Selçuk’ta ortaya çıkarılan büyüleyici Afrodit Heykeli, yalnızca estetik bir şaheser değil; aşk, güzellik ve trajediyi yansıtan binlerce yıllık bir mitin ta kendisi.
İzmir’in Selçuk ilçesinde bulunan, Roma dönemine ait olduğu düşünülen Afrodit Heykeli, hem sanat tarihçilerini hem de mitoloji tutkunlarını büyülüyor. M.S. 2. yüzyıla tarihlenen bu etkileyici heykel, Yunan mitolojisinin en güçlü ve en çok konuşulan tanrıçalarından biri olan Afrodit’i temsil ediyor.
Heykelin sanatsal işçiliği kadar ardındaki mitolojik öyküler de hayranlık uyandırıyor. Afrodit, Yunan panteonunda güzellik, aşk ve cazibenin tanrıçası olarak bilinir. Ancak güzelliği kadar trajedileriyle de öne çıkan bir figürdür. Tanrıların bile karşı koyamadığı çekiciliğiyle yalnızca ölümlüleri değil, tanrıları da etkisi altına almıştır. Afrodit, mitolojide çıplak tasvir edilen tek tanrıça olarak kabul edilir; bu durum onun bedeninin ve aşkın gücünün doğrudan bir sembolüdür.

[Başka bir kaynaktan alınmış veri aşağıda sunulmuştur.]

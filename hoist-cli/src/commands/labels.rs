//! Labels command implementation for hoist CLI.

use anyhow::Result;
use hoist_core::builder::DOCKER_API_VERSION_LABEL;
use hoist_core::{BuildConfig, DockerConnector, LocalBuilder};
use std::path::PathBuf;
use std::sync::Arc;
use tabled::{Table, Tabled};
use tokio_util::sync::CancellationToken;

#[derive(Tabled)]
struct LabelRow {
    #[tabled(rename = "LABEL")]
    key: String,
    #[tabled(rename = "VALUE")]
    value: String,
}

/// Print the labels the local builder contributes.
pub async fn labels(cancel: &CancellationToken, docker: Option<PathBuf>) -> Result<()> {
    // Labels do not depend on the target cluster.
    let builder = LocalBuilder::new(
        BuildConfig::default(),
        Arc::new(DockerConnector { binary_path: docker }),
    );
    let labels = builder.labels(cancel).await;

    if !labels.contains_key(DOCKER_API_VERSION_LABEL) {
        eprintln!("Docker daemon unavailable; API version label omitted");
    }

    let rows: Vec<LabelRow> =
        labels.into_iter().map(|(key, value)| LabelRow { key, value }).collect();
    println!("{}", Table::new(rows));

    Ok(())
}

Doğduğu andan itibaren yanında iki mitolojik figür yer alır: Kalbin sol yanına denk düşen Eros (aşk ve sevgi) solunda, arzu ve şehvetin temsilcisi Himeros ise sağındadır. Bu yerleşim, yalnızca sanatın değil, duyguların da yönünü simgeler.
Afrodit'in hayatı, yalnızca güzellik ve aşkla değil, aynı zamanda çalkantılı ilişkiler ve kıskançlıklarla da örülüdür. Zorla Hephaistos ile evlendirilen tanrıça, mutsuz bir evlilik sürerken Ares, Hermes ve Dionysos gibi tanrılarla ilişkiler yaşar. Ancak en trajik aşk hikayesi, yakışıklı Adonis ile yaşadığı ilişkide saklıdır.
Afrodit’in eski aşığı Ares, kıskançlık krizine girerek Artemis ile iş birliği yapar. Adonis’in avda öldürülmesi için bir yaban domuzu gönderilir. Ağır yaralanan Adonis’e koşan Afrodit’in ellerindeki beyaz güller, kanla kırmızıya boyanır. Bu mit, bugün kırmızı gülün aşkın simgesi olarak kullanılmasının temelinde yatar.
Selçuk’ta bulunan Afrodit Heykeli, yalnızca dönemin ustalıklı sanat anlayışını değil, aşkın hem büyüsünü hem de yıkıcılığını yansıtan mitolojik derinliğini de gözler önüne seriyor.